# Task to carry out
With every line kept intact, print the entries that appear below.

[Stored data]
——

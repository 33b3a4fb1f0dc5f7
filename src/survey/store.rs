//! CSV-backed persistence for the record table.
//!
//! Reads accept legacy column names; writes always use the canonical header
//! and replace the file in one step so an interrupted pass never leaves a
//! half-written table behind.

use std::fs::File;
use std::io::Write;
use std::path::{Path, PathBuf};
use tempfile::NamedTempFile;

use super::record::{CoordinateRecord, RecordTable, COLUMNS};
use crate::error::StoreError;

pub struct RecordStore {
    path: PathBuf,
}

impl RecordStore {
    pub fn new(path: impl Into<PathBuf>) -> Self {
        Self { path: path.into() }
    }

    pub fn path(&self) -> &Path {
        &self.path
    }

    /// Loads every row in file order. Fields and headers are trimmed, so
    /// hand-edited tables with padded cells still load.
    pub fn load(&self) -> Result<RecordTable, StoreError> {
        let file = File::open(&self.path).map_err(|source| StoreError::Open {
            path: self.path.clone(),
            source,
        })?;

        let mut reader = csv::ReaderBuilder::new()
            .trim(csv::Trim::All)
            .from_reader(file);
        let mut records = Vec::new();
        for row in reader.deserialize::<CoordinateRecord>() {
            let record = row.map_err(|source| StoreError::Parse {
                path: self.path.clone(),
                source,
            })?;
            records.push(record);
        }

        Ok(RecordTable::from_records(records))
    }

    /// Writes the whole table to a sibling temp file, then renames it over
    /// the store path.
    pub fn save(&self, table: &RecordTable) -> Result<(), StoreError> {
        let write_err = |source: std::io::Error| StoreError::Write {
            path: self.path.clone(),
            source,
        };
        let encode_err = |source: csv::Error| StoreError::Encode {
            path: self.path.clone(),
            source,
        };

        let parent = match self.path.parent() {
            Some(p) if !p.as_os_str().is_empty() => p.to_path_buf(),
            _ => PathBuf::from("."),
        };
        std::fs::create_dir_all(&parent).map_err(write_err)?;
        let mut temp = NamedTempFile::new_in(&parent).map_err(write_err)?;

        {
            let mut writer = csv::WriterBuilder::new()
                .has_headers(false)
                .from_writer(temp.as_file_mut());
            writer.write_record(COLUMNS).map_err(encode_err)?;
            for record in table.records() {
                writer.serialize(record).map_err(encode_err)?;
            }
            writer.flush().map_err(write_err)?;
        }
        temp.as_file_mut().flush().map_err(write_err)?;

        temp.persist(&self.path).map_err(|e| write_err(e.error))?;
        Ok(())
    }
}
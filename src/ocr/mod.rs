pub mod engine;
pub mod extract;
pub mod preprocess;
pub mod region;

pub use engine::{PageSegMode, TesseractConfig, TesseractEngine, TextRecognizer};
pub use extract::{CoordinateExtractor, PatternKind, PatternMatch};
pub use preprocess::{scale_image, Strategy};
pub use region::{bottom_crop, select_region, PixelRect, RegionSpec, DEFAULT_ROIS};
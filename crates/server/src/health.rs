use std::sync::Arc;

use axum::{extract::State, http::StatusCode, routing::get, Json, Router};
use chrono::Utc;
use serde::Serialize;
use teamdesk_chat::{CommandRegistry, InteractionKind};
use teamdesk_db::DbPool;

#[derive(Clone)]
pub struct HealthState {
    db_pool: DbPool,
    registry: Arc<CommandRegistry>,
}

#[derive(Clone, Debug, PartialEq, Eq, Serialize)]
pub struct HealthCheck {
    pub status: &'static str,
    pub detail: String,
}

#[derive(Clone, Debug, PartialEq, Eq, Serialize)]
pub struct HealthResponse {
    pub status: &'static str,
    pub database: HealthCheck,
    pub commands: HealthCheck,
    pub checked_at: String,
}

pub fn router(db_pool: DbPool, registry: Arc<CommandRegistry>) -> Router {
    Router::new().route("/health", get(health)).with_state(HealthState { db_pool, registry })
}

pub async fn health(State(state): State<HealthState>) -> (StatusCode, Json<HealthResponse>) {
    let database = database_check(&state.db_pool).await;
    let commands = commands_check(&state.registry);
    let ready = database.status == "ready" && commands.status == "ready";

    let payload = HealthResponse {
        status: if ready { "ready" } else { "degraded" },
        database,
        commands,
        checked_at: Utc::now().to_rfc3339(),
    };

    let status_code = if ready { StatusCode::OK } else { StatusCode::SERVICE_UNAVAILABLE };
    (status_code, Json(payload))
}

async fn database_check(pool: &DbPool) -> HealthCheck {
    match sqlx::query_scalar::<_, i64>("SELECT 1").fetch_one(pool).await {
        Ok(_) => HealthCheck { status: "ready", detail: "database query succeeded".to_string() },
        Err(error) => {
            HealthCheck { status: "degraded", detail: format!("database query failed: {error}") }
        }
    }
}

fn commands_check(registry: &CommandRegistry) -> HealthCheck {
    match registry.len(InteractionKind::Command) {
        0 => HealthCheck { status: "degraded", detail: "no commands registered".to_string() },
        count => HealthCheck { status: "ready", detail: format!("{count} commands registered") },
    }
}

——

# Completed task
repository 33b3a4fb1f0dc5f7
filename src/survey/store.rs
//! CSV-backed persistence for the record table.
//!
//! Reads accept legacy column names; writes always use the canonical header
//! and replace the file in one step so an interrupted pass never leaves a
//! half-written table behind.

use std::fs::File;
use std::io::Write;
use std::path::{Path, PathBuf};
use tempfile::NamedTempFile;

use super::record::{CoordinateRecord, RecordTable, COLUMNS};
use crate::error::StoreError;

pub struct RecordStore {
    path: PathBuf,
}

impl RecordStore {
    pub fn new(path: impl Into<PathBuf>) -> Self {
        Self { path: path.into() }
    }

    pub fn path(&self) -> &Path {
        &self.path
    }

    /// Loads every row in file order. Fields and headers are trimmed, so
    /// hand-edited tables with padded cells still load.
    pub fn load(&self) -> Result<RecordTable, StoreError> {
        let file = File::open(&self.path).map_err(|source| StoreError::Open {
            path: self.path.clone(),
            source,
        })?;

        let mut reader = csv::ReaderBuilder::new()
            .trim(csv::Trim::All)
            .from_reader(file);
        let mut records = Vec::new();
        for row in reader.deserialize::<CoordinateRecord>() {
            let record = row.map_err(|source| StoreError::Parse {
                path: self.path.clone(),
                source,
            })?;
            records.push(record);
        }

        Ok(RecordTable::from_records(records))
    }

    /// Writes the whole table to a sibling temp file, then renames it over
    /// the store path.
    pub fn save(&self, table: &RecordTable) -> Result<(), StoreError> {
        let write_err = |source: std::io::Error| StoreError::Write {
            path: self.path.clone(),
            source,
        };
        let encode_err = |source: csv::Error| StoreError::Encode {
            path: self.path.clone(),
            source,
        };

        let parent = match self.path.parent() {
            Some(p) if !p.as_os_str().is_empty() => p.to_path_buf(),
            _ => PathBuf::from("."),
        };
        std::fs::create_dir_all(&parent).map_err(write_err)?;
        let mut temp = NamedTempFile::new_in(&parent).map_err(write_err)?;

        {
            let mut writer = csv::WriterBuilder::new()
                .has_headers(false)
                .from_writer(temp.as_file_mut());
            writer.write_record(COLUMNS).map_err(encode_err)?;
            for record in table.records() {
                writer.serialize(record).map_err(encode_err)?;
            }
            writer.flush().map_err(write_err)?;
        }
        temp.as_file_mut().flush().map_err(write_err)?;

        temp.persist(&self.path).map_err(|e| write_err(e.error))?;
        Ok(())
    }
}
filename src/ocr/mod.rs
pub mod engine;
pub mod extract;
pub mod preprocess;
pub mod region;

pub use engine::{PageSegMode, TesseractConfig, TesseractEngine, TextRecognizer};
pub use extract::{CoordinateExtractor, PatternKind, PatternMatch};
pub use preprocess::{scale_image, Strategy};
pub use region::{bottom_crop, select_region, PixelRect, RegionSpec, DEFAULT_ROIS};
filename crates/server/src/health.rs
use std::sync::Arc;

use axum::{extract::State, http::StatusCode, routing::get, Json, Router};
use chrono::Utc;
use serde::Serialize;
use teamdesk_chat::{CommandRegistry, InteractionKind};
use teamdesk_db::DbPool;

#[derive(Clone)]
pub struct HealthState {
    db_pool: DbPool,
    registry: Arc<CommandRegistry>,
}

#[derive(Clone, Debug, PartialEq, Eq, Serialize)]
pub struct HealthCheck {
    pub status: &'static str,
    pub detail: String,
}

#[derive(Clone, Debug, PartialEq, Eq, Serialize)]
pub struct HealthResponse {
    pub status: &'static str,
    pub database: HealthCheck,
    pub commands: HealthCheck,
    pub checked_at: String,
}

pub fn router(db_pool: DbPool, registry: Arc<CommandRegistry>) -> Router {
    Router::new().route("/health", get(health)).with_state(HealthState { db_pool, registry })
}

pub async fn health(State(state): State<HealthState>) -> (StatusCode, Json<HealthResponse>) {
    let database = database_check(&state.db_pool).await;
    let commands = commands_check(&state.registry);
    let ready = database.status == "ready" && commands.status == "ready";

    let payload = HealthResponse {
        status: if ready { "ready" } else { "degraded" },
        database,
        commands,
        checked_at: Utc::now().to_rfc3339(),
    };

    let status_code = if ready { StatusCode::OK } else { StatusCode::SERVICE_UNAVAILABLE };
    (status_code, Json(payload))
}

async fn database_check(pool: &DbPool) -> HealthCheck {
    match sqlx::query_scalar::<_, i64>("SELECT 1").fetch_one(pool).await {
        Ok(_) => HealthCheck { status: "ready", detail: "database query succeeded".to_string() },
        Err(error) => {
            HealthCheck { status: "degraded", detail: format!("database query failed: {error}") }
        }
    }
}

fn commands_check(registry: &CommandRegistry) -> HealthCheck {
    match registry.len(InteractionKind::Command) {
        0 => HealthCheck { status: "degraded", detail: "no commands registered".to_string() },
        count => HealthCheck { status: "ready", detail: format!("{count} commands registered") },
    }
}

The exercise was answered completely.